*** Information given Section Begins ***

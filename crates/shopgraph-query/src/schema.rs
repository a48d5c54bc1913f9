//! Static description of the e-commerce graph schema.
//!
//! The schema is pure data: node labels, the relationships between them with
//! the presence predicate that activates each one, and the primary-key
//! property of every persisted label. Planners read it; nothing writes it
//! after construction.

use once_cell::sync::Lazy;
use serde::{Deserialize, Serialize};
use std::collections::{BTreeMap, BTreeSet, HashSet};
use std::fmt;

use crate::error::SchemaError;

/// Built once on first use, validated at construction.
static BUILTIN_SCHEMA: Lazy<SchemaGraph> =
    Lazy::new(|| SchemaGraph::builtin().expect("built-in schema tables are consistent"));

// ============================================================================
// Labels
// ============================================================================

/// Node label of the graph schema.
#[derive(Debug, Clone, Copy, PartialEq, Eq, PartialOrd, Ord, Hash, Serialize, Deserialize)]
pub enum NodeLabel {
    Cancel,
    Order,
    Product,
    Return,
    Shipment,
    Storage,
    Supplier,
    /// Ephemeral search term; never matched against stored data
    Keyword,
}

impl NodeLabel {
    /// Every label, in declaration order
    pub const ALL: [NodeLabel; 8] = [
        NodeLabel::Cancel,
        NodeLabel::Order,
        NodeLabel::Product,
        NodeLabel::Return,
        NodeLabel::Shipment,
        NodeLabel::Storage,
        NodeLabel::Supplier,
        NodeLabel::Keyword,
    ];

    /// Labels backed by stored data
    pub const PERSISTED: [NodeLabel; 7] = [
        NodeLabel::Cancel,
        NodeLabel::Order,
        NodeLabel::Product,
        NodeLabel::Return,
        NodeLabel::Shipment,
        NodeLabel::Storage,
        NodeLabel::Supplier,
    ];

    /// Order in which bound node aliases appear in an explore projection
    pub const PROJECTION_ORDER: [NodeLabel; 8] = [
        NodeLabel::Product,
        NodeLabel::Order,
        NodeLabel::Supplier,
        NodeLabel::Cancel,
        NodeLabel::Return,
        NodeLabel::Shipment,
        NodeLabel::Storage,
        NodeLabel::Keyword,
    ];

    /// Label as it appears in query text, e.g. `Product`
    pub fn name(self) -> &'static str {
        match self {
            NodeLabel::Cancel => "Cancel",
            NodeLabel::Order => "Order",
            NodeLabel::Product => "Product",
            NodeLabel::Return => "Return",
            NodeLabel::Shipment => "Shipment",
            NodeLabel::Storage => "Storage",
            NodeLabel::Supplier => "Supplier",
            NodeLabel::Keyword => "Keyword",
        }
    }

    /// Variable name bound to nodes of this label, e.g. `product`
    pub fn alias(self) -> &'static str {
        match self {
            NodeLabel::Cancel => "cancel",
            NodeLabel::Order => "order",
            NodeLabel::Product => "product",
            NodeLabel::Return => "return",
            NodeLabel::Shipment => "shipment",
            NodeLabel::Storage => "storage",
            NodeLabel::Supplier => "supplier",
            NodeLabel::Keyword => "keyword",
        }
    }

    /// True for labels that only exist inside a generated query
    pub fn is_virtual(self) -> bool {
        matches!(self, NodeLabel::Keyword)
    }

    /// Resolve an external spelling, ignoring ASCII case
    pub fn parse_ignore_case(name: &str) -> Option<Self> {
        Self::ALL
            .into_iter()
            .find(|label| label.name().eq_ignore_ascii_case(name))
    }

    /// Position of this label in [`NodeLabel::PROJECTION_ORDER`]
    pub fn projection_rank(self) -> usize {
        Self::PROJECTION_ORDER
            .iter()
            .position(|label| *label == self)
            .unwrap_or(Self::PROJECTION_ORDER.len())
    }
}

impl fmt::Display for NodeLabel {
    fn fmt(&self, f: &mut fmt::Formatter<'_>) -> fmt::Result {
        f.write_str(self.name())
    }
}

/// Set of labels whose filters are present in a request.
#[derive(Debug, Clone, Default, PartialEq, Eq, Serialize)]
pub struct LabelSet(BTreeSet<NodeLabel>);

impl LabelSet {
    pub fn new() -> Self {
        Self::default()
    }

    pub fn insert(&mut self, label: NodeLabel) -> bool {
        self.0.insert(label)
    }

    pub fn contains(&self, label: NodeLabel) -> bool {
        self.0.contains(&label)
    }

    pub fn is_empty(&self) -> bool {
        self.0.is_empty()
    }

    pub fn len(&self) -> usize {
        self.0.len()
    }

    /// Labels in declaration order
    pub fn iter(&self) -> impl Iterator<Item = NodeLabel> + '_ {
        self.0.iter().copied()
    }
}

impl FromIterator<NodeLabel> for LabelSet {
    fn from_iter<I: IntoIterator<Item = NodeLabel>>(iter: I) -> Self {
        Self(iter.into_iter().collect())
    }
}

// ============================================================================
// Relationships
// ============================================================================

/// Presence predicate deciding whether a relationship joins an explore query.
#[derive(Debug, Clone, Copy, PartialEq, Eq, Serialize)]
pub enum Activation {
    /// Active when the label's filter is present
    Present(NodeLabel),
    /// Active only when both the parent and the child filters are present
    Nested { parent: NodeLabel, child: NodeLabel },
}

impl Activation {
    pub fn is_active(&self, present: &LabelSet) -> bool {
        match *self {
            Activation::Present(label) => present.contains(label),
            Activation::Nested { parent, child } => {
                present.contains(parent) && present.contains(child)
            }
        }
    }
}

/// A typed, directed edge between two labels.
#[derive(Debug, Clone, PartialEq, Eq, Serialize)]
pub struct RelationshipDef {
    /// Relationship type, e.g. `IS_SUPPLIED_BY`
    pub name: &'static str,
    /// Variable the relationship is bound to in generated text
    pub alias: &'static str,
    pub from: NodeLabel,
    pub to: NodeLabel,
    pub activation: Activation,
    /// Manufactured per query rather than matched
    pub is_virtual: bool,
}

impl RelationshipDef {
    pub const fn persisted(
        name: &'static str,
        alias: &'static str,
        from: NodeLabel,
        to: NodeLabel,
        activation: Activation,
    ) -> Self {
        Self {
            name,
            alias,
            from,
            to,
            activation,
            is_virtual: false,
        }
    }

    pub const fn virtual_edge(
        name: &'static str,
        alias: &'static str,
        from: NodeLabel,
        to: NodeLabel,
        activation: Activation,
    ) -> Self {
        Self {
            name,
            alias,
            from,
            to,
            activation,
            is_virtual: true,
        }
    }

    /// True if `label` is either endpoint
    pub fn touches(&self, label: NodeLabel) -> bool {
        self.from == label || self.to == label
    }
}

// ============================================================================
// Schema graph
// ============================================================================

/// Relationship table and primary-key table of the domain.
#[derive(Debug, Clone)]
pub struct SchemaGraph {
    relationships: Vec<RelationshipDef>,
    primary_keys: BTreeMap<NodeLabel, &'static str>,
}

impl SchemaGraph {
    /// Build a schema, validating both tables.
    ///
    /// Every persisted label needs exactly one primary key, virtual labels
    /// none; relationship names and aliases must be unique.
    pub fn new(
        relationships: Vec<RelationshipDef>,
        primary_keys: &[(NodeLabel, &'static str)],
    ) -> Result<Self, SchemaError> {
        let mut names = HashSet::new();
        let mut aliases = HashSet::new();
        for rel in &relationships {
            if !names.insert(rel.name) {
                return Err(SchemaError::DuplicateRelationship(rel.name));
            }
            if !aliases.insert(rel.alias) {
                return Err(SchemaError::DuplicateAlias(rel.alias));
            }
        }

        let mut keys = BTreeMap::new();
        for &(label, property) in primary_keys {
            if label.is_virtual() {
                return Err(SchemaError::UnexpectedPrimaryKey(label));
            }
            if keys.insert(label, property).is_some() {
                return Err(SchemaError::DuplicatePrimaryKey(label));
            }
        }
        if let Some(missing) = NodeLabel::PERSISTED
            .into_iter()
            .find(|label| !keys.contains_key(label))
        {
            return Err(SchemaError::MissingPrimaryKey(missing));
        }

        Ok(Self {
            relationships,
            primary_keys: keys,
        })
    }

    /// The fixed e-commerce schema
    pub fn builtin() -> Result<Self, SchemaError> {
        use Activation::{Nested, Present};
        use NodeLabel::*;

        let relationships = vec![
            RelationshipDef::virtual_edge("IS_IN", "r0", Keyword, Product, Present(Keyword)),
            RelationshipDef::persisted("IS_SUPPLIED_BY", "r1", Product, Supplier, Present(Supplier)),
            RelationshipDef::persisted("CONTAINS", "r2", Order, Product, Present(Order)),
            RelationshipDef::persisted(
                "IS_CANCELED_BY",
                "r3",
                Order,
                Cancel,
                Nested { parent: Order, child: Cancel },
            ),
            RelationshipDef::persisted(
                "IS_RETURNED_BY",
                "r4",
                Order,
                Return,
                Nested { parent: Order, child: Return },
            ),
            RelationshipDef::persisted(
                "IS_SHIPPED_BY",
                "r5",
                Order,
                Shipment,
                Nested { parent: Order, child: Shipment },
            ),
            RelationshipDef::persisted("STORES", "r6", Storage, Product, Present(Storage)),
        ];

        let primary_keys = [
            (Cancel, "rg_id"),
            (Order, "rs_id"),
            (Product, "product_id"),
            (Return, "return_id"),
            (Shipment, "rm_id"),
            (Storage, "sl_id"),
            (Supplier, "supplier_id"),
        ];

        Self::new(relationships, &primary_keys)
    }

    /// Process-wide built-in schema
    pub fn global() -> &'static SchemaGraph {
        &BUILTIN_SCHEMA
    }

    /// Relationships in emission order
    pub fn relationships(&self) -> &[RelationshipDef] {
        &self.relationships
    }

    pub fn relationship(&self, name: &str) -> Option<&RelationshipDef> {
        self.relationships.iter().find(|rel| rel.name == name)
    }

    pub fn primary_key(&self, label: NodeLabel) -> Option<&'static str> {
        self.primary_keys.get(&label).copied()
    }

    /// Resolve an external label spelling to a persisted label and its key
    pub fn resolve(&self, external: &str) -> Option<(NodeLabel, &'static str)> {
        let label = NodeLabel::parse_ignore_case(external)?;
        self.primary_key(label).map(|key| (label, key))
    }

    /// Persisted relationships with `label` at either endpoint
    pub fn adjacent(&self, label: NodeLabel) -> impl Iterator<Item = &RelationshipDef> + '_ {
        self.relationships
            .iter()
            .filter(move |rel| !rel.is_virtual && rel.touches(label))
    }
}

*** Information given Section Ends ***

What to produce
Which lines in the records above contain the word "construction"? Return each of them.

Written response
//! after construction.
/// Built once on first use, validated at construction.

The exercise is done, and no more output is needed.